// GET handlers: version, metrics

use axum::http::{StatusCode, header};
use axum::{extract::State, response::IntoResponse};

use super::AppState;
use crate::version::{NAME, VERSION};

/// GET /version — returns service name and version (from Cargo.toml at build time).
pub(super) async fn version_handler() -> impl IntoResponse {
    axum::Json(serde_json::json!({
        "name": NAME,
        "version": VERSION,
    }))
}

/// GET /metrics — Prometheus text exposition of the system gauges.
pub(super) async fn metrics_handler(State(state): State<AppState>) -> impl IntoResponse {
    match state.registry.render() {
        Ok(body) => ([(header::CONTENT_TYPE, prometheus::TEXT_FORMAT)], body).into_response(),
        Err(e) => {
            tracing::warn!(error = %e, operation = "render_metrics", "metrics render failed");
            StatusCode::INTERNAL_SERVER_ERROR.into_response()
        }
    }
}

•••••

▸ What you are asked to do
When a line above contains the string "IntoResponse", copy that line.

▸ Response box
use axum::{extract::State, response::IntoResponse};
pub(super) async fn version_handler() -> impl IntoResponse {
pub(super) async fn metrics_handler(State(state): State<AppState>) -> impl IntoResponse {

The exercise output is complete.